Since then, he has continued to grow, slowly but surely. His next weight check is in 2 days, and I am eager to see how much he has put on. He is starting to have a little chub on his arms and legs, just like a baby is supposed to have, which makes us happy. Also, happily, Asher has finally figured out how to nurse effectively, so we have been able to make modifications to his feeding regimen in the last few days, which has freed up a lot of time for me, as I am not constantly engaged in a feeding-related activity. Hopefully that means more blog posts in the near future!

Aside from the feeding issues, Asher is a very easy baby, and for that, we feel very fortunate. He only cries if he is hungry, if his diaper has leaked, or if he needs to poop (in which case he cries for about a second, then poops, and is immediately done crying). I am holding my breath, waiting to see if he suddenly becomes difficult and colicky, but so far, so good. So despite chronic sleep deprivation from frequent nighttime feedings, we have had a lot of fun interacting with him and can't wait to see him grow up. I just hope that doesn't happen too fast!

Wednesday, May 18, 2011

Single Digits!

We're down to six days to go! Bags are (mostly) packed, the nursery is (mostly) ready to go, and we might even have a nanny lined up soon. The best news is that Asher's non-stress tests continue to look great. We had one final ultrasound yesterday to check his fluid and umbilical cord blood flow, and it was excellent. Phew! Seems like we might actually make it to term!

After nearly five weeks in bed, I am dying to get mobile again. There is only so much TV you can watch, and after the first few days, the antsiness takes over and precludes any sort of productive activity. I really wonder how anyone did this before the internet, TiVO, and Netflix. And online shopping has been a godsend--it's wonderful that Amazon has such great deals on those last-minute baby things (and free 2-day shipping if you register for Amazon Moms!).

The strange thing is that because I'm so anxious to get out of this bed, I forget a lot of the time that getting out of bed also means getting a new baby. I was thinking the other day that bedrest is a very good reason to find out a baby's gender. When you can't "enjoy" the last few weeks of pregnancy with all that nesting, baby showers, hanging out in the nursery, etc., it can be hard to feel connected to the baby. I can't imagine how much harder it would be if the baby were genderless and nameless. I've always hated calling fetuses "it" when my patients don't want to know the gender, and it really makes me wonder how you prepare emotionally when the gender is a surprise. I realize that for centuries women have survived pregnancy without knowing the gender, but given the situation, I feel very fortunate that Asher has been a real person to us for months already.

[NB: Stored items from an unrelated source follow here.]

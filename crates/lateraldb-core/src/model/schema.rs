use crate::{
    error::{InternalError, SchemaError},
    model::entity::EntityModel,
};
use std::collections::{BTreeMap, BTreeSet};

///
/// Schema
///
/// Validated registry of entity mappings handed to the store at
/// construction. Replaces annotation scanning: every entity, field and
/// relation the planner may touch is declared here up front.
///

#[derive(Debug, Default)]
pub struct Schema {
    entities: BTreeMap<&'static str, &'static EntityModel>,
}

impl Schema {
    /// Register and validate a set of entity models.
    pub fn new(models: &[&'static EntityModel]) -> Result<Self, InternalError> {
        let mut entities = BTreeMap::new();

        for model in models {
            validate_fields(model)?;

            if entities.insert(model.entity_name, *model).is_some() {
                return Err(InternalError::schema(SchemaError::DuplicateEntity {
                    entity: model.entity_name.to_string(),
                }));
            }
        }

        let schema = Self { entities };
        for model in schema.entities.values() {
            schema.validate_relations(model)?;
        }

        Ok(schema)
    }

    #[must_use]
    pub fn entity(&self, name: &str) -> Option<&'static EntityModel> {
        self.entities.get(name).copied()
    }

    /// Registered models in entity-name order.
    pub fn entities(&self) -> impl Iterator<Item = &'static EntityModel> + '_ {
        self.entities.values().copied()
    }

    fn validate_relations(&self, model: &EntityModel) -> Result<(), InternalError> {
        for relation in model.relations {
            let Some(target) = self.entity(relation.target) else {
                return Err(InternalError::schema(SchemaError::UnknownRelationTarget {
                    entity: model.entity_name.to_string(),
                    relation: relation.name.to_string(),
                    target: relation.target.to_string(),
                }));
            };

            for (owner, field) in [
                (model, relation.local_field),
                (target, relation.remote_field),
            ] {
                if owner.field(field).is_none() {
                    return Err(InternalError::schema(SchemaError::UnknownRelationField {
                        entity: model.entity_name.to_string(),
                        relation: relation.name.to_string(),
                        field: format!("{}.{field}", owner.entity_name),
                    }));
                }
            }
        }

        Ok(())
    }
}

// Field names must be unique and the primary key must be a non-null field.
fn validate_fields(model: &EntityModel) -> Result<(), InternalError> {
    let mut seen = BTreeSet::new();
    for field in model.fields {
        if !seen.insert(field.name) {
            return Err(InternalError::schema(SchemaError::DuplicateField {
                entity: model.entity_name.to_string(),
                field: field.name.to_string(),
            }));
        }
    }

    match model.field(model.primary_key) {
        Some(pk) if !pk.nullable => Ok(()),
        _ => Err(InternalError::schema(SchemaError::InvalidPrimaryKey {
            entity: model.entity_name.to_string(),
            field: model.primary_key.to_string(),
        })),
    }
}
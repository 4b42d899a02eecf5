use crate::{model::entity::EntityModel, value::Value};

// ============================================================================
// ENTITY IDENTITY & SCHEMA
// ============================================================================
//
// These traits describe *what an entity is*; the store only ever sees the
// positional values an entity produces.
//

///
/// Path
/// Fully-qualified schema path.
///

pub trait Path {
    const PATH: &'static str;
}

///
/// EntityKind
///
/// Binds a Rust type to its declared entity mapping.
///

pub trait EntityKind: Path {
    const MODEL: &'static EntityModel;
}

///
/// EntityValue
///
/// Flattens an entity into values ordered like `MODEL.fields`.
/// Associations are written as the key of the referenced row, never as
/// nested entities.
///

pub trait EntityValue: EntityKind {
    fn field_values(&self) -> Vec<Value>;
}

///
/// FieldValue
///
/// Conversion between Rust field types and runtime `Value`s.
///

pub trait FieldValue {
    fn to_value(&self) -> Value;

    #[must_use]
    fn from_value(value: &Value) -> Option<Self>
    where
        Self: Sized;
}

impl FieldValue for &str {
    fn to_value(&self) -> Value {
        Value::Text((*self).to_string())
    }

    fn from_value(_value: &Value) -> Option<Self> {
        None
    }
}

impl FieldValue for String {
    fn to_value(&self) -> Value {
        Value::Text(self.clone())
    }

    fn from_value(value: &Value) -> Option<Self> {
        match value {
            Value::Text(v) => Some(v.clone()),
            _ => None,
        }
    }
}

impl FieldValue for bool {
    fn to_value(&self) -> Value {
        Value::Bool(*self)
    }

    fn from_value(value: &Value) -> Option<Self> {
        value.as_bool()
    }
}

impl<T: FieldValue> FieldValue for Option<T> {
    fn to_value(&self) -> Value {
        self.as_ref().map_or(Value::Null, FieldValue::to_value)
    }

    fn from_value(value: &Value) -> Option<Self> {
        if value.is_null() {
            Some(None)
        } else {
            T::from_value(value).map(Some)
        }
    }
}

// Signed integers widen to `Value::Int`, unsigned to `Value::Uint`.
macro_rules! impl_field_value_int {
    ( $( $type:ty => $variant:ident as $wide:ty ),* $(,)? ) => {
        $(
            impl FieldValue for $type {
                fn to_value(&self) -> Value {
                    Value::$variant(<$wide>::from(*self))
                }

                fn from_value(value: &Value) -> Option<Self> {
                    match value {
                        Value::Int(v) => Self::try_from(*v).ok(),
                        Value::Uint(v) => Self::try_from(*v).ok(),
                        _ => None,
                    }
                }
            }
        )*
    };
}

impl_field_value_int!(
    i8 => Int as i64,
    i16 => Int as i64,
    i32 => Int as i64,
    i64 => Int as i64,
    u8 => Uint as u64,
    u16 => Uint as u64,
    u32 => Uint as u64,
    u64 => Uint as u64,
);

Of course, we have so many surprises waiting for us in a few days. Despite all the 3-D ultrasounds we have done (one of the advantages of having your own, brand-new ultrasound machine), we still wonder what Asher will look like. Around 28 weeks, he looked just like Crockett and our nephew Aldo. More lately, we're not so sure. He definitely has Dunn lips, but sometimes I think he might have a little Marki and Brown (my mom's side) in him after all. Probably the biggest question for me is what his hair will be like--Dunn babies are blond, ours are brunette. Like I said, we still have so much to learn about this little boy!

For now, fingers crossed for an uneventful six days and a safe and uneventful delivery on the 24th. Next post, maybe we'll have some new pictures to replace that 28-week ultrasound!

Thursday, May 12, 2011

Out, Out, Damn Placenta!

My crummy placenta strikes again!

I was fortunate to be able to return home last week, after 11 days in the hospital. It's been wonderful to be in my own space and reunited with my furry kids. Since I've been home, we haven't any more labor or abruption scares. Crockett was quite certain that we'd be back in the hospital within a day or two, and I am happy to have proved him wrong.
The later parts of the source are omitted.